The world is starting to understand blogging.
Starting to, I emphasise. And all I really mean by this is that if someone asks me what I do and I mention blogging, most of the time they have a vague idea of what I mean. (Which is a vast improvement on the bewildered looks I’d get a few years ago.)
But most of the time the world is thinking of personal bloggers, journal-style blogs, maybe a travel or fashion blog they like to follow. The world hasn’t yet really begun to understand business blogging.
So what does it mean to blog for a business?
I’m glad you asked! There are heaps of benefits to setting up a blog as part of your small (or large) business’s website. To name but a few:
- Search engines will find more reasons (more keywords!) to send people to your website
- Your blog posts can help educate, inform and inspire your existing clients or customers
- Your existing followers might want to share your blog posts with friends and family
- You can use your blog posts for regular content on Facebook or any other social media platform
- And it might even be a whole lot of fun!
But it’s all very well to give you a few bullet points and say go and blog – it’s probably more useful to give you some examples. The following two blogs are utterly different from each other, but they have both been clients of mine who I’ve helped get started on the blogging road.
Commercial interior design blog – with a real character!
The lovely Jenny at Bellfort Commercial Interior Design came to me having already figured out that a blog would be a good thing for their business (for most of those bullet points above, and particularly to help search engines find them above their competitors).

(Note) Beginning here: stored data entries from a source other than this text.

// src/pipeline/orchestrator.rs
//
// Wires the analysis stages together for one session:
//
//   RawFrame stream → SequenceCleaner → CoordinateNormalizer ─┬→ ContactLabeler ─┐
//                                                             └→ CycleDetector ──┼→ join by frame_index
//                                                                                └→ CycleMetrics (per cycle)
//                                                                                   → SessionAggregator
//
// Each stage reads the previous stage's output as an immutable snapshot.
// Cycle frames are cloned out of the labelled snapshot so CycleMetrics owns
// the frames it stamps with a cycle id.

use super::metrics::{MetricsSummary, PipelineMetrics};
use crate::analysis::{
    ContactLabeler, CoordinateNormalizer, CycleDetector, CycleMetrics, SequenceCleaner,
    SessionAggregator, SessionCounts,
};
use crate::error::{AnalysisError, AnalysisResult};
use crate::types::{Config, ContactLabel, FrameStream, LabeledFrame, NormalizedFrame, RawFrame, SessionSummary};
use std::collections::HashMap;
use tracing::{debug, info};

#[derive(Debug, Clone)]
pub struct PipelineOutput {
    pub summary: SessionSummary,
    pub metrics: MetricsSummary,
}

pub struct PipelineOrchestrator {
    config: Config,
}

impl PipelineOrchestrator {
    pub fn new(config: Config) -> AnalysisResult<Self> {
        config.validate()?;
        Ok(Self { config })
    }

    pub fn run_stream(&self, stream: FrameStream) -> AnalysisResult<PipelineOutput> {
        self.run(stream.frames, stream.fps)
    }

    pub fn run(&self, frames: Vec<RawFrame>, fps: f64) -> AnalysisResult<PipelineOutput> {
        if !(fps.is_finite() && fps > 0.0) {
            return Err(AnalysisError::InvalidFps(fps));
        }
        validate_frame_order(&frames)?;

        let mut metrics = PipelineMetrics::new();
        metrics.total_frames = frames.len() as u64;
        let total_frames = frames.len();

        // 1. Outlier repair
        let cleaner = SequenceCleaner::new(&self.config.cleaning);
        let (frames, cleaning) = cleaner.clean(frames);
        metrics.outliers_flagged = cleaning.outliers_flagged as u64;
        metrics.outliers_repaired = cleaning.outliers_repaired as u64;

        // 2. Body-relative coordinates; frames without pose drop out here
        let normalizer = CoordinateNormalizer::new();
        let valid: Vec<NormalizedFrame> = normalizer.normalize(&frames).into_iter().flatten().collect();
        metrics.frames_normalized = valid.len() as u64;
        metrics.frames_skipped = (total_frames - valid.len()) as u64;

        // 3a. Contact labels
        let labeler = ContactLabeler::new(&self.config.contact);
        let labeling = labeler.label_frames(&valid);
        for frame in &labeling.frames {
            match frame.contact_label {
                ContactLabel::Left => metrics.frames_left += 1,
                ContactLabel::Right => metrics.frames_right += 1,
                ContactLabel::NoContact => metrics.frames_no_contact += 1,
                ContactLabel::Unknown => metrics.frames_unknown += 1,
            }
        }

        // 3b. Cycle segmentation (independent of labels)
        let detector = CycleDetector::new(&self.config.cycles);
        let detection = detector.detect(&valid, fps);
        metrics.troughs_found = detection.troughs.len() as u64;
        metrics.cycles_rejected_short = detection.rejected_short as u64;

        // 4. Join and per-cycle metrics
        let by_index = index_by_frame(&labeling.frames)?;
        let cycle_metrics = CycleMetrics::new(&self.config.contact);
        let mut cycles = Vec::with_capacity(detection.cycles.len());
        for (cycle_id, span) in detection.cycles.iter().enumerate() {
            let cycle_frames: Vec<LabeledFrame> = valid[span.clone()]
                .iter()
                .filter_map(|f| by_index.get(&f.frame_index))
                .map(|&i| labeling.frames[i].clone())
                .collect();
            cycles.push(cycle_metrics.compute(cycle_frames, cycle_id)?);
        }
        metrics.cycles_emitted = cycles.len() as u64;
        debug!("Computed metrics for {} cycles (d_thr {:.4})", cycles.len(), labeling.d_thr);

        // 5. Session roll-up
        let aggregator = SessionAggregator::new(&self.config.session);
        let summary = aggregator.summarize(
            cycles,
            SessionCounts {
                total_frames,
                valid_frames: valid.len(),
                shoulder_width_session: labeling.shoulder_width_session,
                d_thr: labeling.d_thr,
            },
        );

        info!(
            "Final normalized dataset: {} valid frames of {} ({:.1}%)",
            valid.len(),
            total_frames,
            100.0 * metrics.valid_ratio()
        );

        Ok(PipelineOutput {
            summary,
            metrics: metrics.summary(),
        })
    }
}

/// frame_index strictly increasing, timestamp_ms never decreasing.
fn validate_frame_order(frames: &[RawFrame]) -> AnalysisResult<()> {
    for pair in frames.windows(2) {
        let (prev, cur) = (&pair[0], &pair[1]);
        if cur.frame_index <= prev.frame_index {
            return Err(AnalysisError::NonMonotonicFrameIndex {
                previous: prev.frame_index,
                current: cur.frame_index,
            });
        }
        if cur.timestamp_ms < prev.timestamp_ms {
            return Err(AnalysisError::NonMonotonicTimestamp {
                frame_index: cur.frame_index,
                previous_ms: prev.timestamp_ms,
                current_ms: cur.timestamp_ms,
            });
        }
    }
    Ok(())
}

/// Position of each labelled frame keyed by frame_index. Keys must be unique.
fn index_by_frame(frames: &[LabeledFrame]) -> AnalysisResult<HashMap<u64, usize>> {
    let mut index = HashMap::with_capacity(frames.len());
    for (i, frame) in frames.iter().enumerate() {
        if index.insert(frame.frame_index, i).is_some() {
            return Err(AnalysisError::DuplicateFrameIndex {
                frame_index: frame.frame_index,
            });
        }
    }
    Ok(index)
}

Like many businesses with a few employees (or more), it’s harder to be “personal” when you blog, because who is this person? In Bellfort’s case, Jenny had the cool idea of having a character write the blog, a funny fellow named Baxter! (That’s him over on the left.)
He’s got his own special personality but he’s also very knowledgeable about commercial interior design, and he lends a bit of fun to the more serious topics, too.
Not every blog post is written by Baxter – there are monthly more generic “Latest News” blog posts, but they still have a friendly, casual tone; Bellfort also publishes regular Case Study posts of some of the jobs they’ve completed. Combined with some sensible keyword research, their blog is helping drive more traffic to their site and that turns into more work. You can have a look at the Bellfort blog yourself to see how Jenny manages it.
Private school blog – from the pen of a principal
The communications team at a local private school contacted me to get some blogging advice as well. They already had the idea in mind – to publish a monthly blog post from the principal (with some help from the communications team) with the aim of being an additional communication route to exisiting families, something that potential future families could look at too, and more ways for people to find their website, all at the same time (and the beauty of a business blog is it can do all of this and more!).
What I particularly like about this school blog (have a read of it here) is that it combines all my advice really nicely: it’s personalised, with some true-life stories from the principal’s own experiences, but it also has high quality, useful content for people to read, it has some sensible keywords to help the posts be found, and it has some great images and visuals to help make it readable, too.
Could your business have a blog?
I honestly think *any* business can have a blog – but obviously, some are easier to make into successful blogs than others. A great example is another client’s blog about school fundraising ideas – it’s the kind of thing that people really want to google and then get information from you. You have to think about a few factors, like:
- Who your target readers are, and what they really want to read about that’s relevant to your business
- How to make it interesting – sometimes to people who don’t know much about your area (for example, if my accountant had a blog, I wouldn’t want to read in-depth accounting-related posts)
- What keywords or keyword phrases to target when writing each post – doing some research to figure out what search terms people use for problems your business can solve
- How you can include some personalisation or stories or something that makes the blog something only you and your business can write – not just facts and figures that anybody could write about
- Where you could source good images and visuals, because a blog can’t be just words these days
But in the end, there’s an angle for every business. If you look around and see that other businesses in your niche don’t have a blog yet, then that’s all the more reason to hurry up and start. Since the world is still pretty ignorant about business blogs, you can easily get a great first-mover advantage, so get blogging!